■ What to work on ■
Everything from the first line below through the line with "pub fn routes(config: Arc<AppConfig>)" is to be transcribed exactly, and nothing past it.

------ Extracted information ------

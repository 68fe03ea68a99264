// --- File: crates/services/salonbook_backend/src/routes.rs ---
use crate::app_state::AppState;
use crate::handlers::{
    get_availability_handler, get_availability_range_handler, list_services_handler,
};
use axum::{routing::get, Router};
use chrono_tz::Tz;
use salonbook_config::AppConfig;
use salonbook_gcal::GoogleCalendarService;
use salonbook_scheduling::AvailabilityService;
use std::str::FromStr;
use std::sync::Arc;

/// Creates the availability router. Any missing or malformed configuration
/// aborts startup here; the service never runs half-configured.
pub fn routes(config: Arc<AppConfig>) -> Router {
    let gcal_config = config.gcal.as_ref().expect("Google Calendar config missing");
    let calendar = GoogleCalendarService::from_config(gcal_config)
        .expect("Google Calendar collaborator init failed");
    let tz = Tz::from_str(&config.time_zone).expect("time_zone is not a valid IANA zone");
    let availability =
        AvailabilityService::from_config(&config.scheduling, tz, Arc::new(calendar))
            .expect("scheduling configuration invalid");

    let state = Arc::new(AppState {
        config: config.clone(),
        availability: Arc::new(availability),
    });

    Router::new()
        .route("/availability", get(get_availability_handler))
        .route(
            "/availability/range",
            get(get_availability_range_handler),
        )
        .route("/services", get(list_services_handler))
        .with_state(state)
}
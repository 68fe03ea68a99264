// --- File: crates/services/salonbook_backend/src/doc.rs ---
#![allow(dead_code)]
#![cfg(feature = "openapi")]
use crate::handlers::{AvailabilityRangeResponse, DayAvailabilityResponse, ServiceDto, SlotDto};
use utoipa::OpenApi;

#[utoipa::path(
    get,
    path = "/services",
    responses(
        (status = 200, description = "The bookable service catalog", body = Vec<ServiceDto>,
         example = json!([
             { "id": "8", "name": "Esmaltado Permanente", "duration_minutes": 90 }
         ])
        )
    )
)]
fn doc_list_services_handler() {}

#[utoipa::path(
    get,
    path = "/availability",
    params(
        ("date" = String, Query, description = "Date in YYYY-MM-DD format, local to the salon time zone", example = "2025-06-10", format = "date"),
        ("service_id" = String, Query, description = "Key into the service catalog", example = "8"),
        ("mode" = Option<String>, Query, description = "Booking mode: 'normal' (default) or 'extra'"),
        ("open_hour" = Option<u16>, Query, description = "Open hour override (0..23), for testing"),
        ("close_hour" = Option<u16>, Query, description = "Close hour override (0..24), for testing"),
        ("duration" = Option<u16>, Query, description = "Duration override in minutes, for testing")
    ),
    responses(
        (status = 200, description = "Slot records plus the legacy times projection", body = DayAvailabilityResponse,
         example = json!({
             "date": "2025-06-10",
             "extended": false,
             "slots": [
                 { "start": "2025-06-10T10:00:00-04:00", "end": "2025-06-10T11:30:00-04:00", "available": true }
             ],
             "times": ["10:00"]
         })
        ),
        (status = 400, description = "Malformed date, unknown service, or bad overrides", body = String),
        (status = 502, description = "The calendar backend failed", body = String)
    )
)]
fn doc_get_availability_handler() {}

#[utoipa::path(
    get,
    path = "/availability/range",
    params(
        ("from" = String, Query, description = "First date (inclusive), YYYY-MM-DD", format = "date"),
        ("to" = String, Query, description = "Last date (inclusive), YYYY-MM-DD", format = "date"),
        ("service_id" = String, Query, description = "Key into the service catalog"),
        ("mode" = Option<String>, Query, description = "Booking mode: 'normal' (default) or 'extra'")
    ),
    responses(
        (status = 200, description = "One entry per day; closed days are present but empty", body = AvailabilityRangeResponse),
        (status = 400, description = "Malformed dates or unknown service", body = String),
        (status = 502, description = "The calendar backend failed", body = String)
    )
)]
fn doc_get_availability_range_handler() {}

#[derive(OpenApi)]
#[openapi(
    info(
        title = "Salonbook API",
        version = "0.1.0",
        description = "Availability endpoints for the salon booking front end",
        license(name = "MIT", url = "https://opensource.org/licenses/MIT")
    ),
    paths(
        doc_get_availability_handler,
        doc_get_availability_range_handler,
        doc_list_services_handler
    ),
    components(schemas(
        SlotDto,
        DayAvailabilityResponse,
        AvailabilityRangeResponse,
        ServiceDto
    )),
    tags((name = "Availability", description = "Slot computation endpoints")),
    servers((url = "/api", description = "Main API prefix"))
)]
pub struct ApiDoc;
// --- File: crates/salonbook_scheduling/src/lib.rs ---
//! The availability / slot-scheduling engine.
//!
//! Given a service duration, a business-hours policy, and the busy intervals
//! already on the salon calendar, this crate computes the bookable start
//! times for a day or date range, including the secondary "extra" window and
//! the dynamic close-hour extension used when the regular window is full.
//!
//! Everything here is request-scoped: date + service + mode in, slots out.
//! No state survives between calls, and the only I/O is the calendar fetch
//! behind [`salonbook_common::services::CalendarService`].

pub mod business_day;
pub mod busy;
pub mod catalog;
pub mod clock;
pub mod error;
pub mod models;
pub mod service;
pub mod slots;
#[cfg(test)]
mod slots_proptest;
#[cfg(test)]
pub(crate) mod test_support;
pub mod window;
#[cfg(test)]
mod window_test;

pub use error::AvailabilityError;
pub use models::{BookingMode, BusyInterval, DayAvailability, EndPolicy, Slot, TimeWindow};
pub use service::{AvailabilityService, QueryOverrides};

------

■ Response box ■
repository 68fe03ea68a99264
// --- File: crates/services/salonbook_backend/src/routes.rs ---
use crate::app_state::AppState;
use crate::handlers::{
    get_availability_handler, get_availability_range_handler, list_services_handler,
};
use axum::{routing::get, Router};
use chrono_tz::Tz;
use salonbook_config::AppConfig;
use salonbook_gcal::GoogleCalendarService;
use salonbook_scheduling::AvailabilityService;
use std::str::FromStr;
use std::sync::Arc;

/// Creates the availability router. Any missing or malformed configuration
/// aborts startup here; the service never runs half-configured.
pub fn routes(config: Arc<AppConfig>) -> Router {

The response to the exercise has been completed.